▶ **What you have to do**
Give the number of lines in the records below that include "impl". Reply with that number alone.

▶ **Available data**

=== Section Start ===

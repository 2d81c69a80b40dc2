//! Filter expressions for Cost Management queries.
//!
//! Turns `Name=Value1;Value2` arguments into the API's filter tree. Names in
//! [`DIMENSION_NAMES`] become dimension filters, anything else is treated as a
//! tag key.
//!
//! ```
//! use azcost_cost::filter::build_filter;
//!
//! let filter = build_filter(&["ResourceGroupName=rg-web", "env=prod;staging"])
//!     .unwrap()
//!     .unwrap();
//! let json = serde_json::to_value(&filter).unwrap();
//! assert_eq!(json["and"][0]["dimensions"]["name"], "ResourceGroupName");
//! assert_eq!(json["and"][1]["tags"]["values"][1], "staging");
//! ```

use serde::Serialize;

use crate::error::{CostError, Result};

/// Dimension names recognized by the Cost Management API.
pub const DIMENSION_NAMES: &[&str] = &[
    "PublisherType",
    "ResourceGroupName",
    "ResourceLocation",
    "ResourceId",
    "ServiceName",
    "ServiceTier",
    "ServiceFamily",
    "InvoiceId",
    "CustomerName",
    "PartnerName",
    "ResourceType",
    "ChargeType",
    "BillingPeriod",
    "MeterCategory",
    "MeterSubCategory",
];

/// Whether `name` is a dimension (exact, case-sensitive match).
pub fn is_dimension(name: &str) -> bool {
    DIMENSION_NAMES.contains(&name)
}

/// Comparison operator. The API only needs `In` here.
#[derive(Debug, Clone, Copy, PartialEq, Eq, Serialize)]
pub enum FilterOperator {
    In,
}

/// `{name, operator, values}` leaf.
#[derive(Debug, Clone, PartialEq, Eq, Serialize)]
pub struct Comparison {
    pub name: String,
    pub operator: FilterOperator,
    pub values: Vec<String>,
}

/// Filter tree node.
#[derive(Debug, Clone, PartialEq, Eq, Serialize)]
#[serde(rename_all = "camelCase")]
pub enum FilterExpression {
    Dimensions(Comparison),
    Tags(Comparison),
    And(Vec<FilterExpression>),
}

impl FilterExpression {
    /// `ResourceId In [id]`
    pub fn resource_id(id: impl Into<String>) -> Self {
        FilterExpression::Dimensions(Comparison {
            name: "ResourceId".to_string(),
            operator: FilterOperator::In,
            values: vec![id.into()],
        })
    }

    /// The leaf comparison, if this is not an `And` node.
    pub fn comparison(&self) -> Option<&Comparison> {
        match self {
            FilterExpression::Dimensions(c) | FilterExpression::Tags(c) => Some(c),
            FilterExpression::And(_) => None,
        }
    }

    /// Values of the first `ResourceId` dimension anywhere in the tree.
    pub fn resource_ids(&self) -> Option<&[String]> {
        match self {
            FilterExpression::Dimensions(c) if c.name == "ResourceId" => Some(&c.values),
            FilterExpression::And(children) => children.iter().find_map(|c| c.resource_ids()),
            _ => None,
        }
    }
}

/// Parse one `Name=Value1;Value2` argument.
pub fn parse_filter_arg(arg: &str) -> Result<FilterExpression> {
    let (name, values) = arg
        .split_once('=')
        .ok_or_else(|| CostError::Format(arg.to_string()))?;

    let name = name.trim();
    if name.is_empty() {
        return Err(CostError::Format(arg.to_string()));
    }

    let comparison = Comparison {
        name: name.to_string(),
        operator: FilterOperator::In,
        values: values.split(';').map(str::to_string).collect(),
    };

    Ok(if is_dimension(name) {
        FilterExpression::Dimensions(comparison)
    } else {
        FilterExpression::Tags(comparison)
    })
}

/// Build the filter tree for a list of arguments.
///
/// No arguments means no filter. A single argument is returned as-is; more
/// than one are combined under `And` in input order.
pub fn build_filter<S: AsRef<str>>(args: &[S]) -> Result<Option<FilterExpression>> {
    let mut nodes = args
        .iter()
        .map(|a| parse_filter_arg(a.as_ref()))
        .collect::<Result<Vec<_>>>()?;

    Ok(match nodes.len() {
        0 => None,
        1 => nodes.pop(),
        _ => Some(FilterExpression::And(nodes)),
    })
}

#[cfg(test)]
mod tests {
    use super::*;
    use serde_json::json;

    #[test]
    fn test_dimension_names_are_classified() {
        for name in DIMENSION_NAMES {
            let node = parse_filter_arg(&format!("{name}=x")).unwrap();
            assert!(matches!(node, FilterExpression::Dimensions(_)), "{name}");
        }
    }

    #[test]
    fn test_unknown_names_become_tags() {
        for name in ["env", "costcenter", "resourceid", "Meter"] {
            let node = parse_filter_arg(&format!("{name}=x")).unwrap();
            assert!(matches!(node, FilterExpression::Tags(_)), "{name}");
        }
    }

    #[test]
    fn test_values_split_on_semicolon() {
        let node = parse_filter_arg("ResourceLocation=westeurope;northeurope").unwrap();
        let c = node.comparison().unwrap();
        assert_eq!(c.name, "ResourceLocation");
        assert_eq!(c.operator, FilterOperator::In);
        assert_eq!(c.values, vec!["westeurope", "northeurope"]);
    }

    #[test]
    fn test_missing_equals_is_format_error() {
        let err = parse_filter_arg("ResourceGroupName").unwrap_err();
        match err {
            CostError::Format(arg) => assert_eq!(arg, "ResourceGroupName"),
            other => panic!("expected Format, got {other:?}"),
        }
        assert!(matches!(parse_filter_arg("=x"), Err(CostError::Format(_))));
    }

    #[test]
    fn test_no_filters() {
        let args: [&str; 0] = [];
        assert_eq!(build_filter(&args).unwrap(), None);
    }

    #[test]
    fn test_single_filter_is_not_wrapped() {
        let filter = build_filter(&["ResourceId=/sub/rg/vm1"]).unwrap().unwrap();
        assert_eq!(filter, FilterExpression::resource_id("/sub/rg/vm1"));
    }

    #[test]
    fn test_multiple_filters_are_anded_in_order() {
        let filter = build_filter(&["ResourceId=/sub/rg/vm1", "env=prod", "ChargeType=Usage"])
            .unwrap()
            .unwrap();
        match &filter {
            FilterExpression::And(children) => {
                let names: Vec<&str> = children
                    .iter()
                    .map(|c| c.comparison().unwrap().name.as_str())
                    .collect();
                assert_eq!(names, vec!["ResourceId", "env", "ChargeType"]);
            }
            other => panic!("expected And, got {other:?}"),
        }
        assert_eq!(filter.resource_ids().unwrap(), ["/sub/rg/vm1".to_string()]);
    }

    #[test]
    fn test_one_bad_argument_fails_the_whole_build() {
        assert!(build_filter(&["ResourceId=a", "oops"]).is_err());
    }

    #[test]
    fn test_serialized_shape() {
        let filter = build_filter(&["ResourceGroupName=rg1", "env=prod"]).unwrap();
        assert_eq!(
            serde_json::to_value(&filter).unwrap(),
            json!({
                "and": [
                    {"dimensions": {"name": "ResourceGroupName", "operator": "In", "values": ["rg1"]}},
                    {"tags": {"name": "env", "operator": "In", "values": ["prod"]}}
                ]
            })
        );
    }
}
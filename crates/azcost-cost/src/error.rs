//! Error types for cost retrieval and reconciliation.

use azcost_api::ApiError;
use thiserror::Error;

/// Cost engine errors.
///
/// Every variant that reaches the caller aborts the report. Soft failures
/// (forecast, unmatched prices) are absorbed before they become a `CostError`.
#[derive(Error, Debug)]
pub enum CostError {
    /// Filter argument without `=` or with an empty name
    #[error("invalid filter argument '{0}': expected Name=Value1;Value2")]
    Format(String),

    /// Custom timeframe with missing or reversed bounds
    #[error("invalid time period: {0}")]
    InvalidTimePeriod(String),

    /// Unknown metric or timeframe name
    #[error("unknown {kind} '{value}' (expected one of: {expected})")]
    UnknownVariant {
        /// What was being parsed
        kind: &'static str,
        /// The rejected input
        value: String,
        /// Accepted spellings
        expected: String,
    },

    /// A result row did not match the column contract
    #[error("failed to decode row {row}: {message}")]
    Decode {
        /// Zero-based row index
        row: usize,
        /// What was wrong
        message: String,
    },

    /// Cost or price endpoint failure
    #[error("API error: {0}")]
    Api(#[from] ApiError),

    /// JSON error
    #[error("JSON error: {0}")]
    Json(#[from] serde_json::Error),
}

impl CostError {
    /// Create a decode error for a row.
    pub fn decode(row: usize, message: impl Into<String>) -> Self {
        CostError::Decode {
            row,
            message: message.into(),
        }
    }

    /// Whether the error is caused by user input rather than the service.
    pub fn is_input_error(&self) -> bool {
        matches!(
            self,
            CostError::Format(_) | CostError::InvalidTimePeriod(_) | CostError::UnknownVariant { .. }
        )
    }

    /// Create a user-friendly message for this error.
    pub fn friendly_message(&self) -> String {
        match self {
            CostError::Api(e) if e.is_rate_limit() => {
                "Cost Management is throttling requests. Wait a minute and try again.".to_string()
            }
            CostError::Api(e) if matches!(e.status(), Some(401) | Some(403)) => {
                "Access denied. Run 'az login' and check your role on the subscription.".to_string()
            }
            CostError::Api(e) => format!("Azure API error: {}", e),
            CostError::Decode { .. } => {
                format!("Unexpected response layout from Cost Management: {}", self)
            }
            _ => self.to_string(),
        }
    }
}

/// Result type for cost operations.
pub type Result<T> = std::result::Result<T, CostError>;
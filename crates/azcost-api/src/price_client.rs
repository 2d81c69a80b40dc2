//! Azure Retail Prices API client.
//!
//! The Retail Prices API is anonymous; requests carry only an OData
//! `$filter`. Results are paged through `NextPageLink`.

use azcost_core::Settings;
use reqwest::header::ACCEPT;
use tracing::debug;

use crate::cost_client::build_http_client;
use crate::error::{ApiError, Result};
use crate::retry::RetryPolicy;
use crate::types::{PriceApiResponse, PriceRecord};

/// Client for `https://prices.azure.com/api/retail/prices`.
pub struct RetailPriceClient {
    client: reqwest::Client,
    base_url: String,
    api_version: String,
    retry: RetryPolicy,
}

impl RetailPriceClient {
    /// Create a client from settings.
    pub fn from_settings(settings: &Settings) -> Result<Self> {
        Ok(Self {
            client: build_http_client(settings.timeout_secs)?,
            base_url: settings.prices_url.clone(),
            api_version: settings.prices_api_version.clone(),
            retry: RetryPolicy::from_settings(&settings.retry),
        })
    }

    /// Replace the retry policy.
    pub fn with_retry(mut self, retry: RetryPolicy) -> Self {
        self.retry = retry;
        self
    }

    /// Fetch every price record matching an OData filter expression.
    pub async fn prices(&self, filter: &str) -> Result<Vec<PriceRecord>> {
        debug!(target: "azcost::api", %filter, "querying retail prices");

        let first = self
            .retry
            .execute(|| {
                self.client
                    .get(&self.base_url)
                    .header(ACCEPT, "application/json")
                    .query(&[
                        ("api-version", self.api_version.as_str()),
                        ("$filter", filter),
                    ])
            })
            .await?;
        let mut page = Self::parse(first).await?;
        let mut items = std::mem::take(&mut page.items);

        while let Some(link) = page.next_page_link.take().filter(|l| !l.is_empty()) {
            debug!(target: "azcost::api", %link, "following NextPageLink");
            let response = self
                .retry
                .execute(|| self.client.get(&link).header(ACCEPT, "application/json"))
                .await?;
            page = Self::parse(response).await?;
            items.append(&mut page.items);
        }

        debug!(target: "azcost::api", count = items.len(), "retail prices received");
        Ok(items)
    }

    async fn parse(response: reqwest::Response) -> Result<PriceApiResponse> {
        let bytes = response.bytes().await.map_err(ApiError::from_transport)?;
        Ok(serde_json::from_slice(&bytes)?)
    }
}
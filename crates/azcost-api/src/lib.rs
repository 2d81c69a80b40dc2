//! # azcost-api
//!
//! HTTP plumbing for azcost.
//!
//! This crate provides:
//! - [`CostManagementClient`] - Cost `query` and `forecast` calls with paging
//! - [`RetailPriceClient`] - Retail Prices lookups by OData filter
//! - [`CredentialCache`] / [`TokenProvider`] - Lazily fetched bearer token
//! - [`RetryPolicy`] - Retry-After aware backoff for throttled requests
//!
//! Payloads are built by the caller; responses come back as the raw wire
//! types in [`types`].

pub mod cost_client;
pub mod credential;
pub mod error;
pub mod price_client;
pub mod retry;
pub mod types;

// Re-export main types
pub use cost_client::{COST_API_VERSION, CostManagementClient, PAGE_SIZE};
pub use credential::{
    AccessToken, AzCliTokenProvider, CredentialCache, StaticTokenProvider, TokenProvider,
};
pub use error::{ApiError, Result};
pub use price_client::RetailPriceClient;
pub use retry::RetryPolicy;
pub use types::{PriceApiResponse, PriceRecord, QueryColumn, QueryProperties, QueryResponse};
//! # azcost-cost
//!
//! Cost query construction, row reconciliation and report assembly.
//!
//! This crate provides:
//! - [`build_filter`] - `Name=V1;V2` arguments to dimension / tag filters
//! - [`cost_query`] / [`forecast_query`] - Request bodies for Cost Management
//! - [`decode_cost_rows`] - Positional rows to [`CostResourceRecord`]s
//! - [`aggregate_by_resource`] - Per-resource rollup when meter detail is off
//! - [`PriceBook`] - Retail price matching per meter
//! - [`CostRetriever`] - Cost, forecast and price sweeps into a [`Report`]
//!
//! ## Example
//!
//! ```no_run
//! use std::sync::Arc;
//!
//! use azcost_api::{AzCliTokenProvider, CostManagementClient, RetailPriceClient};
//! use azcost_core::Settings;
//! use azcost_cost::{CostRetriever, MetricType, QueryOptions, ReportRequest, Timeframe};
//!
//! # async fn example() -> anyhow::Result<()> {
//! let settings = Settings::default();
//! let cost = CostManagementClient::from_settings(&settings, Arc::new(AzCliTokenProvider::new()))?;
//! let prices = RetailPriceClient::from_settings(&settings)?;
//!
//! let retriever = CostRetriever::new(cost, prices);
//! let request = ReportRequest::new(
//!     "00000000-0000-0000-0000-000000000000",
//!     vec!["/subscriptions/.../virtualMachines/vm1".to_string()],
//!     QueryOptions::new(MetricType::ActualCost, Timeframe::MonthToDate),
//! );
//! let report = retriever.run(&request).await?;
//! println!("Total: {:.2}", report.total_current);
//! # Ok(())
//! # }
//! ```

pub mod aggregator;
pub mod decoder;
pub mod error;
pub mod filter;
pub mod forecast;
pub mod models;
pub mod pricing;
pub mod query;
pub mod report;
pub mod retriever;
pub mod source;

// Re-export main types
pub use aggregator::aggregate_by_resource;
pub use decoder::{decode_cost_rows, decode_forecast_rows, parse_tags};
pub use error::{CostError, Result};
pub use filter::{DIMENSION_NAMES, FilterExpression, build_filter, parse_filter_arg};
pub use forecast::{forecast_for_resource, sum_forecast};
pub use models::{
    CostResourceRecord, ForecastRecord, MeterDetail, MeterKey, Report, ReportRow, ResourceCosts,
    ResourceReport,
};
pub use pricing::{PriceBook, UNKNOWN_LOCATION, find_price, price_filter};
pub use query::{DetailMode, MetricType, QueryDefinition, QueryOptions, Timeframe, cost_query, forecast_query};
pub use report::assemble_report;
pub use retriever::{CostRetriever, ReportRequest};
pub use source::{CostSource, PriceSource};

=== Section End ===

▶ **Response to the task**
5